The company that runs the Hope Village halfway house in Southeast D.C. is no longer seeking to extend or renew its contract with the federal Bureau of Prisons, according to a letter Del. Eleanor Holmes Norton sent to the BOP.
That could leave the District without a facility to help men who are finishing prison sentences secure jobs and housing before they are released.
The six-building facility in Southeast D.C. houses about 200 people, most of them finishing federal prison sentences and within six months of release. It opened in 1978, and the Washington Post reported that Hope Village Inc. has won more than $125 million in federal contracts since 2006.
A spokesperson for Norton told WAMU the company informed her office about its decision in an email. Hope Village has not responded to a request for comment.
“Hope Village’s current contract with the Bureau of Prisons expires on April 30, 2020,” the BOP wrote in a statement. “The BOP continues to explore options to provide Residential Reentry Center (RRC) services in the Washington DC area for the period following April 30th.”
The decision to not continue services comes after a long dispute over the federal contract for a men’s halfway house in the District. A nonprofit called CORE DC won a five-year, $60 million federal contract over Hope Village in 2018, but its efforts to open a halfway house stalled after it struggled to secure a location. Because CORE DC failed to find a location, the award was thrown into question, and both companies were ultimately given a chance to revise their proposals. Hope Village’s contract has been repeatedly extended in the interim, as the parties wait on a final decision from the BOP.
The most-recent contract extension expires on April 30, which means the city could be headed toward an outcome that many feared: No federal halfway house to help men transition from federal prison back to life in the city. It is not clear what would happen if Hope Village were to close without a replacement, but the Reentry Action Network, a coalition of nonprofits that serve people returning to D.C. from incarceration, has expressed that they would find it unacceptable if the BOP were to simply not award a contract for a D.C. halfway house. (The Reentry Action Network also endorsed CORE DC in the contract competition last year, citing the fact that the nonprofit promised to collaborate with service providers in the city, and men incarcerated at Hope Village have complained for years about a lack of programming.)

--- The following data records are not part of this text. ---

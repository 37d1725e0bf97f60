//! Unified calculator driver
//!
//! Each front-end implements [`CalculatorDriver`], and the `verify_*`
//! functions below run the same behavioural checks against any of them.
//! A check written once covers the mock DOM and the terminal alike.

use crate::input::{Keypad, KeypadAction};

/// Abstract driver for calculator front-ends
///
/// # Example
///
/// ```rust
/// use calc_buffer::driver::{verify_basic_arithmetic, CalculatorDriver};
/// use calc_buffer::wasm::WasmDriver;
///
/// let mut driver = WasmDriver::new();
/// verify_basic_arithmetic(&mut driver);
/// ```
pub trait CalculatorDriver {
    /// Presses a key by its DOM key name (`"7"`, `"Enter"`, `"Escape"`, ...).
    ///
    /// Returns true if the calculator handled the key.
    fn press_key(&mut self, key: &str, ctrl: bool) -> bool;

    /// Clicks the keypad button with `element_id`.
    ///
    /// Returns true if the click resolved to a keypad action.
    fn click(&mut self, element_id: &str) -> bool;

    /// Text currently shown in the display region
    fn display(&self) -> String;

    /// Raw expression buffer
    fn expression(&self) -> String;

    /// Presses one key per character of `keys`
    fn type_keys(&mut self, keys: &str) {
        for ch in keys.chars() {
            let _ = self.press_key(&ch.to_string(), false);
        }
    }

    /// Clicks one keypad button per character of `keys`
    fn click_keys(&mut self, keys: &str) {
        for ch in keys.chars() {
            if let Some(id) = button_id_for_char(ch) {
                let _ = self.click(&id);
            }
        }
    }

    /// Clears the calculator with Escape
    fn clear(&mut self) {
        let _ = self.press_key("Escape", false);
    }
}

/// Terminal driver implementation
#[cfg(feature = "tui")]
pub mod tui_driver {
    use crossterm::event::{KeyCode, KeyEvent, KeyModifiers};

    use super::CalculatorDriver;
    use crate::tui::CalculatorApp;

    /// Driver feeding synthetic crossterm events to the terminal app
    #[derive(Debug, Default)]
    pub struct TuiDriver {
        app: CalculatorApp,
    }

    impl TuiDriver {
        /// Creates a new terminal driver
        #[must_use]
        pub fn new() -> Self {
            Self::default()
        }

        /// Creates a terminal driver with an existing app
        #[must_use]
        pub fn with_app(app: CalculatorApp) -> Self {
            Self { app }
        }

        /// Returns a reference to the underlying app
        #[must_use]
        pub fn app(&self) -> &CalculatorApp {
            &self.app
        }
    }

    fn key_code(key: &str) -> Option<KeyCode> {
        match key {
            "Enter" => Some(KeyCode::Enter),
            "Backspace" => Some(KeyCode::Backspace),
            "Escape" => Some(KeyCode::Esc),
            "Tab" => Some(KeyCode::Tab),
            _ => {
                let mut chars = key.chars();
                match (chars.next(), chars.next()) {
                    (Some(ch), None) => Some(KeyCode::Char(ch)),
                    _ => None,
                }
            }
        }
    }

    impl CalculatorDriver for TuiDriver {
        fn press_key(&mut self, key: &str, ctrl: bool) -> bool {
            let Some(code) = key_code(key) else {
                return false;
            };
            let modifiers = if ctrl {
                KeyModifiers::CONTROL
            } else {
                KeyModifiers::NONE
            };
            self.app.handle_key(KeyEvent::new(code, modifiers))
        }

        fn click(&mut self, element_id: &str) -> bool {
            let Some(button) = self.app.keypad().find_button_by_id(element_id) else {
                return false;
            };
            let (x, y) = CalculatorApp::button_position(button);
            self.app.click_at(x, y)
        }

        fn display(&self) -> String {
            self.app.engine().display().to_string()
        }

        fn expression(&self) -> String {
            self.app.engine().expression().to_string()
        }
    }
}

#[cfg(feature = "tui")]
pub use tui_driver::TuiDriver;

/// Keypad element id of the button that types `ch`
#[must_use]
pub fn button_id_for_char(ch: char) -> Option<String> {
    let action = KeypadAction::from_key(&ch.to_string(), false)?;
    Keypad::new()
        .find_button_by_action(action)
        .map(|button| button.id.clone())
}

// ===== Shared behavioural checks =====
// These run against ANY CalculatorDriver implementation

/// Verifies the four operations
pub fn verify_basic_arithmetic<D: CalculatorDriver>(driver: &mut D) {
    for (keys, expected) in [("2+3", "5"), ("10-4", "6"), ("6*7", "42"), ("20/4", "5")] {
        driver.clear();
        driver.type_keys(keys);
        assert_eq!(driver.display(), keys);
        driver.type_keys("=");
        assert_eq!(driver.display(), expected, "{keys}");
    }
    driver.clear();
}

/// Verifies multiplication binds tighter than addition
pub fn verify_precedence<D: CalculatorDriver>(driver: &mut D) {
    driver.clear();
    driver.type_keys("2+3*4=");
    assert_eq!(driver.display(), "14");
    driver.clear();
    driver.type_keys("8-6/2=");
    assert_eq!(driver.display(), "5");
    driver.clear();
}

/// Verifies the empty display, the leading minus and operator replacement
pub fn verify_operator_rules<D: CalculatorDriver>(driver: &mut D) {
    driver.clear();
    assert_eq!(driver.display(), "0");

    driver.type_keys("+");
    assert_eq!(driver.expression(), "");
    driver.type_keys("-");
    assert_eq!(driver.expression(), "-");

    driver.clear();
    driver.type_keys("5+*");
    assert_eq!(driver.expression(), "5*");
    driver.type_keys("2=");
    assert_eq!(driver.display(), "10");
    driver.clear();
}

/// Verifies the one-decimal-per-term guard
pub fn verify_decimal_guard<D: CalculatorDriver>(driver: &mut D) {
    driver.clear();
    driver.type_keys(".");
    assert_eq!(driver.expression(), "0.");
    driver.type_keys("5.");
    assert_eq!(driver.expression(), "0.5");
    driver.type_keys("+.");
    assert_eq!(driver.expression(), "0.5+0.");
    driver.type_keys("25=");
    assert_eq!(driver.display(), "0.75");
    driver.clear();
}

/// Verifies the error marker and recovery from it
pub fn verify_error_marker<D: CalculatorDriver>(driver: &mut D) {
    driver.clear();
    driver.type_keys("5/0=");
    assert_eq!(driver.display(), "Error");
    assert_eq!(driver.expression(), "");

    // rejected input keeps the marker
    driver.type_keys("*");
    assert_eq!(driver.display(), "Error");

    driver.type_keys("7");
    assert_eq!(driver.display(), "7");
    driver.clear();
}

/// Verifies that results feed the next computation
pub fn verify_chaining<D: CalculatorDriver>(driver: &mut D) {
    driver.clear();
    driver.type_keys("10/4=");
    assert_eq!(driver.display(), "2.5");
    driver.type_keys("*4=");
    assert_eq!(driver.display(), "10");
    driver.type_keys("-");
    assert!(driver.press_key("Enter", false));
    assert_eq!(driver.display(), "10");
    driver.clear();
}

/// Verifies Backspace, Escape and Ctrl+c
pub fn verify_editing_keys<D: CalculatorDriver>(driver: &mut D) {
    driver.clear();
    driver.type_keys("123");
    assert!(driver.press_key("Backspace", false));
    assert_eq!(driver.display(), "12");
    assert!(driver.press_key("c", true));
    assert_eq!(driver.display(), "0");
    driver.type_keys("9");
    assert!(driver.press_key("Escape", false));
    assert_eq!(driver.display(), "0");

    assert!(!driver.press_key("c", false));
    assert!(!driver.press_key("Tab", false));
    assert_eq!(driver.display(), "0");
}

/// Verifies that clicking and typing the same input agree
pub fn verify_click_matches_keys<D: CalculatorDriver>(driver: &mut D) {
    for input in ["12+3*4=", "7.5-.5=", "9/0=", "-6*-", "1.2.3+"] {
        driver.clear();
        driver.type_keys(input);
        let typed = (driver.display(), driver.expression());

        driver.clear();
        driver.click_keys(input);
        let clicked = (driver.display(), driver.expression());

        assert_eq!(typed, clicked, "{input}");
    }
    driver.clear();
}

/// Runs every check above
pub fn run_full_suite<D: CalculatorDriver>(driver: &mut D) {
    verify_basic_arithmetic(driver);
    verify_precedence(driver);
    verify_operator_rules(driver);
    verify_decimal_guard(driver);
    verify_error_marker(driver);
    verify_chaining(driver);
    verify_editing_keys(driver);
    verify_click_matches_keys(driver);
}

Norton expressed in a letter to the BOP on Friday that “it is essential that an RRC or similar entity in the District be provided during the coronavirus.” (RRC stands for residential reentry center, a term that is interchangeable with halfway house.)
The men incarcerated at Hope Village have joined advocates in criticizing the halfway house for its recent response to the coronavirus. A class action lawsuit brought by residents alleges that staff are not providing the men inside with adequate medical care, and are not doing enough to reduce crowding. Two people died at the facility within a three-day span this month, though the BOP says the deaths were not related to the virus.

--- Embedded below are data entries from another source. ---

//! Terminal key handling
//!
//! Keys are translated to their DOM key names and resolved through
//! [`KeypadAction::from_key`], so the terminal accepts exactly the browser's
//! key set. `q` and Ctrl+`q` quit.

use crossterm::event::{KeyCode, KeyEvent, KeyEventKind, KeyModifiers};

use crate::input::KeypadAction;

/// What a terminal key event asks for
#[derive(Debug, Clone, Copy, PartialEq, Eq)]
pub enum TermAction {
    /// A keypad action for the engine
    Keypad(KeypadAction),
    /// Quit the application
    Quit,
    /// No action (ignored input)
    None,
}

/// Maps crossterm key events to actions
#[derive(Debug, Default)]
pub struct InputHandler;

impl InputHandler {
    /// Creates a new input handler
    #[must_use]
    pub fn new() -> Self {
        Self
    }

    /// Maps a key event to an action
    #[must_use]
    pub fn handle_key(&self, event: KeyEvent) -> TermAction {
        let KeyEvent {
            code,
            modifiers,
            kind,
            ..
        } = event;

        if kind == KeyEventKind::Release {
            return TermAction::None;
        }
        if code == KeyCode::Char('q') {
            return TermAction::Quit;
        }

        let ctrl = modifiers.contains(KeyModifiers::CONTROL);
        key_name(code)
            .and_then(|name| KeypadAction::from_key(&name, ctrl))
            .map_or(TermAction::None, TermAction::Keypad)
    }
}

/// DOM-style name of a key code
#[must_use]
pub fn key_name(code: KeyCode) -> Option<String> {
    match code {
        KeyCode::Char(c) => Some(c.to_string()),
        KeyCode::Enter => Some("Enter".to_string()),
        KeyCode::Backspace => Some("Backspace".to_string()),
        KeyCode::Esc => Some("Escape".to_string()),
        KeyCode::Tab => Some("Tab".to_string()),
        _ => None,
    }
}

The BOP, which conducted a site visit at Hope Village this week in response to a request from Norton, said the halfway house operator is in compliance with the agency’s coronavirus guidelines. The Bureau said in court documents that three people at Hope Village have been tested for COVID-19, and none have tested positive. One of the men whose test came back negative died on Sunday; A lawyer representing Hope Village told a judge this week that he went to the hospital with COVID-19 symptoms and then suddenly died after completing two weeks of quarantine back at Hope Village.

Community activists drove by Hope Village, demanding that the men incarcerated there be released in response to the coronavirus.

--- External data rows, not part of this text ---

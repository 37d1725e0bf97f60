//! Binary operators accepted by the buffer and the parser

use serde::{Deserialize, Serialize};

/// Type-safe operation enum - the four operators a keypad can enter
#[derive(Debug, Clone, Copy, PartialEq, Eq, Hash, Serialize, Deserialize)]
pub enum Operation {
    /// Addition (+)
    Add,
    /// Subtraction (-)
    Subtract,
    /// Multiplication (*)
    Multiply,
    /// Division (/)
    Divide,
}

impl Operation {
    /// All operations in keypad order
    pub const ALL: [Self; 4] = [Self::Add, Self::Subtract, Self::Multiply, Self::Divide];

    /// Returns the operator symbol as stored in the expression buffer
    #[must_use]
    pub const fn symbol(&self) -> char {
        match self {
            Self::Add => '+',
            Self::Subtract => '-',
            Self::Multiply => '*',
            Self::Divide => '/',
        }
    }

    /// Parses an operator symbol
    #[must_use]
    pub const fn from_char(ch: char) -> Option<Self> {
        match ch {
            '+' => Some(Self::Add),
            '-' => Some(Self::Subtract),
            '*' => Some(Self::Multiply),
            '/' => Some(Self::Divide),
            _ => None,
        }
    }

    /// Returns true if `ch` is one of `+ - * /`
    #[must_use]
    pub const fn is_operator_char(ch: char) -> bool {
        Self::from_char(ch).is_some()
    }

    /// Returns the precedence level (higher = evaluated first)
    #[must_use]
    pub const fn precedence(&self) -> u8 {
        match self {
            Self::Add | Self::Subtract => 1,
            Self::Multiply | Self::Divide => 2,
        }
    }

    /// Applies the operation with plain IEEE-754 semantics.
    ///
    /// Division by zero yields an infinity or NaN; callers decide whether a
    /// non-finite value is an error.
    #[must_use]
    pub fn apply(&self, a: f64, b: f64) -> f64 {
        match self {
            Self::Add => a + b,
            Self::Subtract => a - b,
            Self::Multiply => a * b,
            Self::Divide => a / b,
        }
    }
}

impl std::fmt::Display for Operation {
    fn fmt(&self, f: &mut std::fmt::Formatter<'_>) -> std::fmt::Result {
        write!(f, "{}", self.symbol())
    }
}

Local activists fear that men inside the facility are being put in harm’s way. This week, they drove by Hope Village in cars, demanding the immediate release of everyone inside in response to the pandemic. (The activists also drove by the D.C. Jail, the Fairview halfway house for women, and the mayor’s press conference that day.)
“It’s really unfortunate that they don’t let those folks go home to their families,” said Qiana Johnson, an advocate who leads the Prince George’s County organization Life After Release. “What they’re saying is that the human lives of the folks that are incarcerated don’t matter.”
In response to the spread of the coronavirus in federal facilities across the country, the BOP says it has been working to transfer men out of the facility and into home confinement. In a phone conference hearing Tuesday related to the class action lawsuit filed by Hope Village residents, an attorney representing the BOP said 13 people would be approved for release to home confinement on Tuesday, and an additional 30 to 40 people could be released over the course of the next week.
That still leaves about 150 men in the facility. Some are in the custody of the D.C. Department of Corrections, being held as they await trial. But the vast majority are finishing federal prison sentences. (Since D.C. does not have a prison of its own, people convicted of felonies in the city are funneled into the federal system.)
Johnny H. Walker III, an assistant U.S. attorney representing the BOP, told the judge in Tuesday’s hearing that it may not be possible to release a large number of men from the facility, because “a majority” of the 126 men eligible for release to home confinement “would be homeless if released from the facility right now.”
In her letter to Bureau of Prisons Director Michael Carvajal Friday, Norton asked the BOP what its plans were for housing D.C. residents returning home from prison, and where current Hope Village residents will be housed after the company’s contract expires on April 30.
Lastly, Norton asked, “How will residents be physically moved to a new location safely, especially in light of the coronavirus, which requires social distancing?”